_EXERCISE BRIEF_
Please give again, word for word, the lines that lie between the start of the listing below and the line with "use std::path::PathBuf;", both included.

########

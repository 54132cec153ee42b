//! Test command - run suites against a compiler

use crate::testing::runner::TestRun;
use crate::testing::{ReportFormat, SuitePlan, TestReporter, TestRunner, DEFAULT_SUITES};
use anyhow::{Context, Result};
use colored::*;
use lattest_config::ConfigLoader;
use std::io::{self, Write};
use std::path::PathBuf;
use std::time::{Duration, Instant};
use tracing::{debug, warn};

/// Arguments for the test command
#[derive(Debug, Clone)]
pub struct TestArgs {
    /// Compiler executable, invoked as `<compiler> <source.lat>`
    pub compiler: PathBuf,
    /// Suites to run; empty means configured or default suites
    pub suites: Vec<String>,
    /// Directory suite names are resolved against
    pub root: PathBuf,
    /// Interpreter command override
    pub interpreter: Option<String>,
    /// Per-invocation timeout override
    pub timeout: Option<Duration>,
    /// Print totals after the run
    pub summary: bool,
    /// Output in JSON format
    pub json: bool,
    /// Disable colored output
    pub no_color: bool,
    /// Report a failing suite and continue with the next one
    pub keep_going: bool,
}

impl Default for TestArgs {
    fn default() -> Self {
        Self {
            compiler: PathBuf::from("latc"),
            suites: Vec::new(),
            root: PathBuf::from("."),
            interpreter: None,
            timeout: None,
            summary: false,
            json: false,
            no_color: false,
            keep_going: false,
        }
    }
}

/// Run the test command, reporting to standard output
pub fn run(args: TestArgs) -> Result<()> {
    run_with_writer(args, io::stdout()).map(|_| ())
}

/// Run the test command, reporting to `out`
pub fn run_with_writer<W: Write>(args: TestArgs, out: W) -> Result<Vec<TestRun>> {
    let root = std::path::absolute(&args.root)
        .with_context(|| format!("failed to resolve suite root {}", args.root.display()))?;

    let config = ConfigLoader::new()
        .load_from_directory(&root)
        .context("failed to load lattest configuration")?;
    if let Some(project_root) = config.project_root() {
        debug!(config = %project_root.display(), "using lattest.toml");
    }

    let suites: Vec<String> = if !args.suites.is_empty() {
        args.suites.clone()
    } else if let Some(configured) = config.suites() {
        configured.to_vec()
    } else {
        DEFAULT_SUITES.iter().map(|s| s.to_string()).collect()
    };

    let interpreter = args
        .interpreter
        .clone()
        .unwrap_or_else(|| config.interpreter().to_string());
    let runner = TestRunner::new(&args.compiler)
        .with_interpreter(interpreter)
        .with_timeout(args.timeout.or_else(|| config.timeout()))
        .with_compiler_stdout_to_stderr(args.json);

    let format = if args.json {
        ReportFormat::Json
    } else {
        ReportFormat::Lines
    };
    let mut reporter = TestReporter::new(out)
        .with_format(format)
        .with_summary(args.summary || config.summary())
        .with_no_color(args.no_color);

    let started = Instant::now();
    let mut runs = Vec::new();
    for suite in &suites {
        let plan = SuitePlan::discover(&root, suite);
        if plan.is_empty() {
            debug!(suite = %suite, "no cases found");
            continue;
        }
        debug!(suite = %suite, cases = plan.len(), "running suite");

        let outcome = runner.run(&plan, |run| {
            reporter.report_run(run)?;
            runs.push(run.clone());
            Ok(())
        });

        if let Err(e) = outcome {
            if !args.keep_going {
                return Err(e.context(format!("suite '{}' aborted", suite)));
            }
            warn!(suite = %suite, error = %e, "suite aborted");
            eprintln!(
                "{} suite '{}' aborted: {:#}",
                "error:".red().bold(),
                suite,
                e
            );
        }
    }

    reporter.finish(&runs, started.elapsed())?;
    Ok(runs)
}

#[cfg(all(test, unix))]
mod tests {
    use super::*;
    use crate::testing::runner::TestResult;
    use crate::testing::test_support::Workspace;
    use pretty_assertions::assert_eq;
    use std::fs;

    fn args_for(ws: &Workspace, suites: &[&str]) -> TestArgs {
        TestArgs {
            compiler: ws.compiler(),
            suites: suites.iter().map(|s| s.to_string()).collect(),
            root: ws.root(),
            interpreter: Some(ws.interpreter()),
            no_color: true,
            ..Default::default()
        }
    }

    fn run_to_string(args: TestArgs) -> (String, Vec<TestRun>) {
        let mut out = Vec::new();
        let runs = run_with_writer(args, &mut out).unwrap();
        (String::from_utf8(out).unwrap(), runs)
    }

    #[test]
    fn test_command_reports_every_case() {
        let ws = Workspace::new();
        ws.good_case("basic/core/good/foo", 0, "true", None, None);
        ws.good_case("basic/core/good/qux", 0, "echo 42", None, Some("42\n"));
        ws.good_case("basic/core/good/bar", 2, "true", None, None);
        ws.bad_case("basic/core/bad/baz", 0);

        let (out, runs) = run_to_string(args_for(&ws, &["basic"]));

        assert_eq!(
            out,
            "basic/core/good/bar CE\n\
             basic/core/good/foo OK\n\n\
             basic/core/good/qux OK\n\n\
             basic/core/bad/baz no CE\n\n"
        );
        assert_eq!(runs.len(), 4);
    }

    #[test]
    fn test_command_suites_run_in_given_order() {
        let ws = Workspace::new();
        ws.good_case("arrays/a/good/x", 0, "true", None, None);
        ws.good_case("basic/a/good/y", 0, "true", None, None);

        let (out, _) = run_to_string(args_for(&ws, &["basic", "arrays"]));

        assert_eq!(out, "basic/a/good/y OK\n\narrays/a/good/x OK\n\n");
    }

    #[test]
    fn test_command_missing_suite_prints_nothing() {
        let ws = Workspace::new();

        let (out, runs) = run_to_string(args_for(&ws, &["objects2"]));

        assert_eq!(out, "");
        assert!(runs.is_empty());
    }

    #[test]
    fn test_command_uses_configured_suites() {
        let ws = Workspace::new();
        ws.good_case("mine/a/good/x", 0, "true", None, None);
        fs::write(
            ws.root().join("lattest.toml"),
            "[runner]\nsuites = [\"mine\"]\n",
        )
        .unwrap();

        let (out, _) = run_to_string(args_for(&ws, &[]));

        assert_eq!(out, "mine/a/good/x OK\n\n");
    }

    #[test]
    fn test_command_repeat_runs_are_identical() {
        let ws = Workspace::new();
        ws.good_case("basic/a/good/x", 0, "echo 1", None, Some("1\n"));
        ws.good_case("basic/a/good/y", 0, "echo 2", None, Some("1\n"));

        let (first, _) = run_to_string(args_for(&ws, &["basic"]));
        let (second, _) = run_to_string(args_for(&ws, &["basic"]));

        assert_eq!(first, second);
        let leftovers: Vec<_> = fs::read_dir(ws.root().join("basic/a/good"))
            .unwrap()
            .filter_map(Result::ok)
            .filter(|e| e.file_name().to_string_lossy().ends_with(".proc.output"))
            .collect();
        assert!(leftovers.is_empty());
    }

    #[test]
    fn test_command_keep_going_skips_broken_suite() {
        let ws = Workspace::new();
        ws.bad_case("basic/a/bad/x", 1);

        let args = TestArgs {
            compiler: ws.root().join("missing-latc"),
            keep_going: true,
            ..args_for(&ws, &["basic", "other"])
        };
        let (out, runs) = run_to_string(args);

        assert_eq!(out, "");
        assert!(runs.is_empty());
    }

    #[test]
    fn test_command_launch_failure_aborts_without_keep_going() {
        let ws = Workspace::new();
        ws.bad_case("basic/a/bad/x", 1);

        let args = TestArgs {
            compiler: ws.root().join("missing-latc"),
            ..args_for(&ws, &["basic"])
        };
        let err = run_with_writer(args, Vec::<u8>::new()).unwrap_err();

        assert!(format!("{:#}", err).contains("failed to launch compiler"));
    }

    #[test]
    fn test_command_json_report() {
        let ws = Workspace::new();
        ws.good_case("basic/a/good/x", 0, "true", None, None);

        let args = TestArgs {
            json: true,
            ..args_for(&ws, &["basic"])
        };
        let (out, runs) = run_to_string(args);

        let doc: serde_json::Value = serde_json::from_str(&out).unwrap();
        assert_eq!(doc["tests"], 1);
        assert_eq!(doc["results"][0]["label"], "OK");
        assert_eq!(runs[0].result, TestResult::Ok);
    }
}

########

_OUTPUT FOR THIS TASK_
repository 54132cec153ee42b
//! Test command - run suites against a compiler

use crate::testing::runner::TestRun;
use crate::testing::{ReportFormat, SuitePlan, TestReporter, TestRunner, DEFAULT_SUITES};
use anyhow::{Context, Result};
use colored::*;
use lattest_config::ConfigLoader;
use std::io::{self, Write};
use std::path::PathBuf;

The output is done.